Joseph, l’histoire énigmatique de l’enfant sauvage du Tarn

Par le 23 janvier 2011

Ce week-end, Haut Courant vous propose une série consacrée aux mystères. Depuis plusieurs siècles, les histoires d’enfants sauvages fascinent les Hommes. Rendu célèbre par François Truffaut, le petit Victor, retrouvé dans les forêts aveyronnaises, était originaire du département voisin : le Tarn. Qui était-il ? Comment a-t-il survécu ? Scientifiques et locaux ont tous leur avis sur la question.

Lacaune a tout d’une petite ville ordinaire. Avec un peu plus de 3 000 habitants, elle est surtout réputée pour sa bonne charcuterie. Mais si, après un copieux repas, les gastronomes s’attardent dans ce village aux toits en ardoise, ils seront surpris par l’histoire singulière d’un enfant de la région.

Cette histoire est celle de Joseph : un garçon sauvage retrouvé dans les bois de la Bassine, à quelques kilomètres de Lacaune. Une partie du musée local lui est consacré et un sentier de promenade lui est dédié. Son aventure surprenante, tous les habitants pourront vous la raconter. Mais attention, les Lacaunais sont susceptibles. Évoquer avec eux Victor, l’enfant sauvage de l’Aveyron mis en scène par le cinéaste François Truffaut, pourrait les froisser. Car dans le petit village chacun sait que Joseph et Victor ne sont qu’une seule et même personne. Et que le célèbre garçon est bien originaire des Monts de Lacaune. Pas du département voisin !

Un enfant abandonné dans la forêt

Tout commence à la fin du XVIIIe siècle. Des bucherons trouvent un jeune garçon dans la forêt. Des villageois l’avaient déjà aperçu. Mais cette fois, ils parviennent à l’approcher et à le ligoter. Joseph, l’enfant sauvage du Tarn vient d’être découvert. Dominique Calas, professeur d’histoire-géographie, s’est passionnée pour ce cas d’école. « Il a été retrouvé nu et avait une grosse cicatrice à la gorge, d’une quarantaine de centimètres. Les scientifiques de l’époque ont estimé que Joseph avait 12 ou 13 ans. » Loin d’être une légende locale, le petit garçon a bien existé. Le mystère reste pourtant entier : qui était-il ? Comment a-t-il grandi dans les bois ?

Sans_titre.png
«Dans un village, il y en a toujours un qui en sait plus que les autres. J’ai toujours entendu dire que c’était l’enfant illégitime d’une Dame noble. Comme on disait à l’époque, c’était un bâtard.» Jean a 90 ans et a vécu toute sa vie à Lacaune. Cet ancien maire a entendu beaucoup de choses sur l’enfant sauvage, mais rien qui n’ait pu être vérifié. Sa version est celle des anciens du village. Geneviève a elle aussi son idée sur la question. « C’était le fils d’un seigneur avec une servante ou une paysanne, qui a été abandonné dans le bois ? » Quelques nuances entre les deux histoires mais une même idée : celle d’un enfant illégitime.
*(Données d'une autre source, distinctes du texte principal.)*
impl NetGraph {
    /// Creates an empty graph
    pub fn new() -> Self {
        Self::default()
    }

    /// Number of time-points
    pub fn node_count(&self) -> usize {
        self.nodes.len()
    }

    /// Number of live edges
    pub fn edge_count(&self) -> usize {
        self.edges.len()
    }

    /// Adds a fresh time-point under `name`
    pub fn add_node(&mut self, name: &str) -> Result<NodeKey, NetError> {
        if self.node_names.contains_key(name) {
            return Err(NetError::MalformedInput(format!(
                "duplicate time-point name {name:?}"
            )));
        }
        let mut tp = TimePoint::new();
        tp.name = name.to_string();
        let key = self.nodes.insert(tp);
        self.node_names.insert(name.to_string(), key);
        self.out.insert(key, SmallVec::new());
        self.inc.insert(key, SmallVec::new());
        Ok(key)
    }

    /// Looks a time-point up by name
    pub fn find_node(&self, name: &str) -> Option<NodeKey> {
        self.node_names.get(name).copied()
    }

    /// The time-point behind `key`, unless it was removed
    pub fn node(&self, key: NodeKey) -> Option<&TimePoint> {
        self.nodes.get(key)
    }

    /// The edge behind `key`, unless it was removed
    pub fn edge(&self, key: EdgeKey) -> Option<&Edge> {
        self.edges.get(key)
    }

    /// Iterates node keys in insertion order
    pub fn nodes(&self) -> impl Iterator<Item = NodeKey> + '_ {
        self.node_names.values().copied()
    }

    /// Node keys collected in insertion order
    pub fn node_keys(&self) -> Vec<NodeKey> {
        self.nodes().collect()
    }

    /// Adds an edge `src → dst` under `name`
    ///
    /// At most one edge may connect an ordered pair; values belonging to
    /// the same pair must be merged onto the existing edge.
    pub fn add_edge(
        &mut self,
        name: &str,
        src: NodeKey,
        dst: NodeKey,
        kind: ConstraintType,
    ) -> Result<EdgeKey, NetError> {
        if self.edge_names.contains_key(name) {
            return Err(NetError::MalformedInput(format!(
                "duplicate edge name {name:?}"
            )));
        }
        if self.by_pair.contains_key(&(src, dst)) {
            return Err(NetError::MalformedInput(format!(
                "parallel edge {name:?} between {} and {}",
                self[src].name(),
                self[dst].name()
            )));
        }
        let edge = Edge::new(name.to_string(), src, dst, kind);
        let key = self.edges.insert(edge);
        self.edge_names.insert(name.to_string(), key);
        self.edge_order.push(key);
        self.by_pair.insert((src, dst), key);
        self.out[src].push(key);
        self.inc[dst].push(key);
        Ok(key)
    }

    /// The edge `src → dst`, if present
    pub fn edge_between(&self, src: NodeKey, dst: NodeKey) -> Option<EdgeKey> {
        self.by_pair.get(&(src, dst)).copied()
    }

    /// The edge `src → dst`, created as `kind` with a synthesized name if
    /// absent
    pub fn ensure_edge(&mut self, src: NodeKey, dst: NodeKey, kind: ConstraintType) -> EdgeKey {
        if let Some(key) = self.edge_between(src, dst) {
            return key;
        }
        let name = self.fresh_edge_name(src, dst);
        self.add_edge(&name, src, dst, kind)
            .expect("fresh name cannot collide")
    }

    fn fresh_edge_name(&self, src: NodeKey, dst: NodeKey) -> String {
        let base = format!("{}-{}", self[src].name(), self[dst].name());
        if !self.edge_names.contains_key(&base) {
            return base;
        }
        let mut i = 1usize;
        loop {
            let name = format!("{base}#{i}");
            if !self.edge_names.contains_key(&name) {
                return name;
            }
            i += 1;
        }
    }

    /// Iterates live edge keys in insertion order
    pub fn edges(&self) -> impl Iterator<Item = EdgeKey> + '_ {
        self.edge_order
            .iter()
            .copied()
            .filter(|k| self.edges.contains_key(*k))
    }

    /// Live edge keys collected in insertion order
    pub fn edge_keys(&self) -> Vec<EdgeKey> {
        self.edges().collect()
    }

    /// Outgoing edges of `node`
    pub fn out_edges(&self, node: NodeKey) -> impl Iterator<Item = EdgeKey> + '_ {
        self.out
            .get(node)
            .map(|v| v.as_slice())
            .unwrap_or_default()
            .iter()
            .copied()
    }

    /// Incoming edges of `node`
    pub fn in_edges(&self, node: NodeKey) -> impl Iterator<Item = EdgeKey> + '_ {
        self.inc
            .get(node)
            .map(|v| v.as_slice())
            .unwrap_or_default()
            .iter()
            .copied()
    }

    /// Removes an edge, detaching it from every index
    pub fn remove_edge(&mut self, key: EdgeKey) -> Option<Edge> {
        let edge = self.edges.remove(key)?;
        self.edge_names.remove(&edge.name);
        self.by_pair.remove(&(edge.src, edge.dst));
        if let Some(out) = self.out.get_mut(edge.src) {
            out.retain(|k| *k != key);
        }
        if let Some(inc) = self.inc.get_mut(edge.dst) {
            inc.retain(|k| *k != key);
        }
        self.lower_edges.retain(|_, e| *e != key);
        self.upper_edges.retain(|_, e| *e != key);
        Some(edge)
    }

    /// Removes a time-point together with its incident edges and index
    /// entries
    pub fn remove_node(&mut self, key: NodeKey) -> Option<TimePoint> {
        let incident: Vec<EdgeKey> = self
            .out_edges(key)
            .chain(self.in_edges(key))
            .collect();
        for e in incident {
            self.remove_edge(e);
        }
        let tp = self.nodes.remove(key)?;
        self.node_names.shift_remove(&tp.name);
        self.out.remove(key);
        self.inc.remove(key);
        if let Some(p) = tp.observed {
            self.observers.remove(&p);
        }
        if let Some(act) = self.activation.shift_remove(&key) {
            self.ctg_of_act.remove(&act);
        }
        if let Some(ctg) = self.ctg_of_act.remove(&key) {
            self.activation.shift_remove(&ctg);
        }
        self.lower_edges.remove(&key);
        self.upper_edges.remove(&key);
        if self.zero == Some(key) {
            self.zero = None;
        }
        Some(tp)
    }

    /// The zero time-point, when one has been designated
    pub fn zero(&self) -> Option<NodeKey> {
        self.zero
    }

    /// Designates `node` as the zero time-point
    pub fn set_zero(&mut self, node: NodeKey) {
        self.zero = Some(node);
    }

    /// Registers `node` as the observer of `p`
    ///
    /// Fails when another node already observes `p`.
    pub fn register_observer(
        &mut self,
        p: crate::label::Proposition,
        node: NodeKey,
    ) -> Result<(), NetError> {
        match self.observers.get(&p) {
            Some(prev) if *prev != node => Err(NetError::MalformedInput(format!(
                "proposition {} observed by both {} and {}",
                p.to_char(),
                self[*prev].name(),
                self[node].name()
            ))),
            _ => {
                self.observers.insert(p, node);
                Ok(())
            }
        }
    }

    /// The node observing `p`, if any
    pub fn observer_of(&self, p: crate::label::Proposition) -> Option<NodeKey> {
        self.observers.get(&p).copied()
    }

    /// Registers the contingent link `(act, ctg)` with its case edges
    pub fn register_contingent(
        &mut self,
        ctg: NodeKey,
        act: NodeKey,
        lower_edge: EdgeKey,
        upper_edge: EdgeKey,
    ) -> Result<(), NetError> {
        if let Some(other) = self.ctg_of_act.get(&act) {
            if *other != ctg {
                return Err(NetError::MalformedInput(format!(
                    "activation {} shared by contingent time-points {} and {}",
                    self[act].name(),
                    self[*other].name(),
                    self[ctg].name()
                )));
            }
        }
        self.activation.insert(ctg, act);
        self.ctg_of_act.insert(act, ctg);
        self.lower_edges.insert(ctg, lower_edge);
        self.upper_edges.insert(ctg, upper_edge);
        self.nodes[ctg].contingent = true;
        Ok(())
    }

    /// Unregisters the contingent link of `ctg`, leaving the node's
    /// `contingent` flag untouched
    pub fn unregister_contingent(&mut self, ctg: NodeKey) {
        if let Some(act) = self.activation.shift_remove(&ctg) {
            self.ctg_of_act.remove(&act);
        }
        self.lower_edges.remove(&ctg);
        self.upper_edges.remove(&ctg);
    }

    /// The activation time-point of contingent `ctg`
    pub fn activation_of(&self, ctg: NodeKey) -> Option<NodeKey> {
        self.activation.get(&ctg).copied()
    }

    /// The contingent time-point activated by `act`, if `act` is an
    /// activation node
    pub fn contingent_of_activation(&self, act: NodeKey) -> Option<NodeKey> {
        self.ctg_of_act.get(&act).copied()
    }

    /// The lower-case edge of contingent `ctg`
    pub fn lower_edge(&self, ctg: NodeKey) -> Option<EdgeKey> {
        self.lower_edges.get(&ctg).copied()
    }

    /// The upper-case edge of contingent `ctg`
    pub fn upper_edge(&self, ctg: NodeKey) -> Option<EdgeKey> {
        self.upper_edges.get(&ctg).copied()
    }

    /// Fully-registered contingent links, in registration order
    pub fn contingent_links(&self) -> Vec<ContingentLink> {
        self.activation
            .iter()
            .filter_map(|(ctg, act)| {
                let lower_edge = self.lower_edge(*ctg)?;
                let upper_edge = self.upper_edge(*ctg)?;
                let min = self.edges[lower_edge].lower?.value;
                let max = weight::negate(self.edges[upper_edge].upper?.value);
                Some(ContingentLink {
                    act: *act,
                    ctg: *ctg,
                    min,
                    max,
                    lower_edge,
                    upper_edge,
                })
            })
            .collect()
    }

    /// The link whose contingent time-point is `ctg`
    pub fn contingent_link(&self, ctg: NodeKey) -> Option<ContingentLink> {
        let act = self.activation_of(ctg)?;
        let lower_edge = self.lower_edge(ctg)?;
        let upper_edge = self.upper_edge(ctg)?;
        let min = self.edges[lower_edge].lower?.value;
        let max = weight::negate(self.edges[upper_edge].upper?.value);
        Some(ContingentLink {
            act,
            ctg,
            min,
            max,
            lower_edge,
            upper_edge,
        })
    }

    /// Largest absolute finite weight over every value slot
    pub fn max_abs_weight(&self) -> Weight {
        let mut max = 0;
        for key in self.edges() {
            let e = &self.edges[key];
            let mut probe = |w: Weight| {
                if weight::is_finite(w) {
                    max = max.max(w.abs());
                }
            };
            if let Some(w) = e.ordinary {
                probe(w);
            }
            if let Some(c) = &e.lower {
                probe(c.value);
            }
            if let Some(c) = &e.upper {
                probe(c.value);
            }
            for (_, v) in e.labeled.iter() {
                probe(v);
            }
        }
        max
    }

    /// Removes every edge left with no value
    pub fn clean_empty_edges(&mut self) {
        let empty: Vec<EdgeKey> = self
            .edges()
            .filter(|k| self.edges[*k].is_empty())
            .collect();
        for key in empty {
            self.remove_edge(key);
        }
    }
}
use alloc::string::String;

/// Category of hard failures raised by the core
///
/// Logical outcomes ("not dynamically controllable", "timed out")
/// are not errors; they are carried in
/// [`CheckStatus`](crate::status::CheckStatus). Every function returning
/// a `NetError` leaves the caller's graph untouched.
#[non_exhaustive]
#[derive(thiserror::Error, Debug)]
pub enum NetError {
    /// The input network violates a well-definition property that cannot
    /// be repaired
    #[error("malformed input: {0}")]
    MalformedInput(String),
    /// Integer arithmetic left the representable range
    #[error("arithmetic overflow while computing {0}")]
    Overflow(&'static str),
    /// A component was invoked outside its precondition
    #[error("contract violation: {0}")]
    ContractViolation(String),
}
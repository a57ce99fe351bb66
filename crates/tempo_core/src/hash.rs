//! Provides replacements for `std::hash` items using [`foldhash`]

use core::hash::BuildHasher;
pub use foldhash::fast::{FixedState, FoldHasher as DefaultHasher};

const FIXED_HASHER: FixedState =
    FixedState::with_seed(0b0110100101011100110110010001011011100101100011110100101001110110);

/// Deterministic hasher based upon a random but fixed state
///
/// Iteration order of maps built on this hasher is stable across runs,
/// which keeps rule-application counters and witness cycles reproducible.
#[derive(Copy, Clone, Default, Debug)]
pub struct FixedHasher;
impl BuildHasher for FixedHasher {
    type Hasher = DefaultHasher<'static>;

    #[inline]
    fn build_hasher(&self) -> Self::Hasher {
        FIXED_HASHER.build_hasher()
    }
}
use crate::label::{Label, LabeledWeights, Proposition};
use alloc::string::String;
use slotmap::new_key_type;
use tempo_core::Weight;

new_key_type! {
    /// A unique identifier for a time-point in a [`NetGraph`](super::NetGraph)
    pub struct NodeKey;
    /// A unique identifier for an edge in a [`NetGraph`](super::NetGraph)
    pub struct EdgeKey;
}

/// A time-point of the network
///
/// The name is the stable identity; it is owned by the graph's registry
/// and cannot change after insertion. `potential` and `labeled_potential`
/// are engine-owned scratch state, carried here so that a check can be
/// resumed on an already-mutated graph.
#[derive(Clone, Debug)]
pub struct TimePoint {
    pub(super) name: String,
    /// Scenario restriction: the node is executed only when this label is
    /// satisfied. Empty for STNU time-points.
    pub label: Label,
    /// For an observer node, the proposition whose truth value the node
    /// decides when executed
    pub observed: Option<Proposition>,
    /// Whether this time-point is the contingent end of a contingent link
    pub contingent: bool,
    /// Node potential maintained by the potential engine
    pub potential: Weight,
    /// Labeled potential for conditional networks
    pub labeled_potential: LabeledWeights,
    /// Opaque layout metadata, preserved for round-tripping
    pub x: f64,
    /// Opaque layout metadata, preserved for round-tripping
    pub y: f64,
}

impl TimePoint {
    /// A fresh time-point with the empty label and no roles
    pub fn new() -> Self {
        Self {
            name: String::new(),
            label: Label::empty(),
            observed: None,
            contingent: false,
            potential: 0,
            labeled_potential: LabeledWeights::new(),
            x: 0.0,
            y: 0.0,
        }
    }

    /// The unique name of this time-point
    pub fn name(&self) -> &str {
        &self.name
    }
}

impl Default for TimePoint {
    fn default() -> Self {
        Self::new()
    }
}
use crate::IoError;
use quick_xml::Writer;
use quick_xml::events::{BytesDecl, BytesEnd, BytesStart, BytesText, Event};
use tempo_net::NetGraph;

/// Renders a network in the same GraphML flavor [`read_graphml`] accepts
///
/// [`read_graphml`]: crate::read_graphml
pub fn write_graphml(g: &NetGraph) -> Result<String, IoError> {
    let mut w = Writer::new_with_indent(Vec::new(), b' ', 2);
    w.write_event(Event::Decl(BytesDecl::new("1.0", Some("UTF-8"), None)))?;
    w.write_event(Event::Start(BytesStart::new("graphml")))?;
    let mut graph = BytesStart::new("graph");
    graph.push_attribute(("edgedefault", "directed"));
    w.write_event(Event::Start(graph))?;

    for key in g.nodes() {
        let tp = &g[key];
        let mut el = BytesStart::new("node");
        el.push_attribute(("id", tp.name()));
        let mut data: Vec<(&str, String)> = Vec::new();
        if let Some(p) = tp.observed {
            data.push(("Obs", p.to_char().to_string()));
        }
        data.push(("x", format_float(tp.x)));
        data.push(("y", format_float(tp.y)));
        if !tp.label.is_empty() {
            data.push(("Label", tp.label.to_string()));
        }
        if tp.potential != 0 {
            data.push(("Potential", tp.potential.to_string()));
        }
        write_element(&mut w, el, "node", &data)?;
    }

    for key in g.edges() {
        let e = &g[key];
        let mut el = BytesStart::new("edge");
        el.push_attribute(("id", e.name()));
        el.push_attribute(("source", g[e.src()].name()));
        el.push_attribute(("target", g[e.dst()].name()));
        let mut data: Vec<(&str, String)> = Vec::new();
        data.push(("Type", e.kind.to_string()));
        if let Some(v) = e.ordinary {
            data.push(("Value", v.to_string()));
        }
        match (e.lower, e.upper) {
            (Some(lc), upper) => {
                data.push((
                    "LabeledValue",
                    format!("LC({}):{}", g[lc.node].name(), lc.value),
                ));
                if let Some(uc) = upper {
                    data.push((
                        "UpperCaseLabeledValues",
                        format!("{{ ({}, ⊤, {}) }}", uc.value, g[uc.node].name()),
                    ));
                }
            }
            (None, Some(uc)) => {
                data.push((
                    "LabeledValue",
                    format!("UC({}):{}", g[uc.node].name(), uc.value),
                ));
            }
            (None, None) => {}
        }
        if !e.labeled.is_empty() {
            let mut set = String::from("{");
            for (l, v) in e.labeled.iter() {
                set.push_str(&format!(" ({v}, {l})"));
            }
            set.push_str(" }");
            data.push(("LabeledValues", set));
        }
        write_element(&mut w, el, "edge", &data)?;
    }

    w.write_event(Event::End(BytesEnd::new("graph")))?;
    w.write_event(Event::End(BytesEnd::new("graphml")))?;
    String::from_utf8(w.into_inner())
        .map_err(|_| IoError::Malformed("generated graph is not UTF-8".into()))
}

fn write_element(
    w: &mut Writer<Vec<u8>>,
    el: BytesStart<'_>,
    name: &str,
    data: &[(&str, String)],
) -> Result<(), IoError> {
    if data.is_empty() {
        w.write_event(Event::Empty(el))?;
        return Ok(());
    }
    w.write_event(Event::Start(el))?;
    for (key, value) in data {
        let mut d = BytesStart::new("data");
        d.push_attribute(("key", *key));
        w.write_event(Event::Start(d))?;
        w.write_event(Event::Text(BytesText::new(value)))?;
        w.write_event(Event::End(BytesEnd::new("data")))?;
    }
    w.write_event(Event::End(BytesEnd::new(name)))?;
    Ok(())
}

fn format_float(f: f64) -> String {
    if f == f.trunc() {
        format!("{}", f as i64)
    } else {
        format!("{f}")
    }
}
Au XVIIIe siècle déjà, les autorités communales s’interrogeaient sur les origines du garçon. Pour satisfaire la curiosité de la population, et dans l’espoir que quelqu’un le reconnaisse, elles l’exposent à plusieurs reprises sur la place du village. Personne ne sait rien, personne ne dit rien. Après s’être une nouvelle fois échappé, trois chasseurs confient Joseph à une veuve. Celle-ci réussit à l’affubler d’une vieille chemise et à lui faire manger des pommes de terre.

Une adaptation à la vie animale

« Dans les bois, Joseph se nourrissait de glands, de racines. Il semblerait qu’il pouvait flairer ses aliments. Comme un animal, il marchait à quatre pattes et ne craignait pas le froid. » Dominique Calas a consulté les rapports et récits des scientifiques de l’époque. Pierre Joseph Bonnaterre est le premier, en 1800, a avoir étudié le garçon. Ces conclusions insistent sur la capacité d’adaptation de l’enfant dans les bois. « On comprend l’émotion que provoqua cette nouvelle et l’intérêt qu’offrait à une société civilisée la découverte de cet enfant : trouvé nu au milieu d’une forêt, venu on ne sait d’où, victorieux on ne sait comment des rigueurs des hivers ou des attaques meurtrières des bêtes sauvages. »

D’autres scientifiques vont se pencher successivement sur son cas. Certains comme le professeur Pinel voient en Joseph « un enfant idiot ». Le docteur Jean Itard, lui, s’oppose à l’internement de l’enfant dans une institution d’aliénés. Pour Dominique Calas, beaucoup de questions se sont posées sur la santé de Joseph. « Il ne parle pas, certains se demandent même s’il est sourd. Il est aussi insensible au feu qu’au froid. Une hypothèse avance que Joseph aurait pu être un enfant autiste, abandonné à cause de sa maladie. C’est très plausible. »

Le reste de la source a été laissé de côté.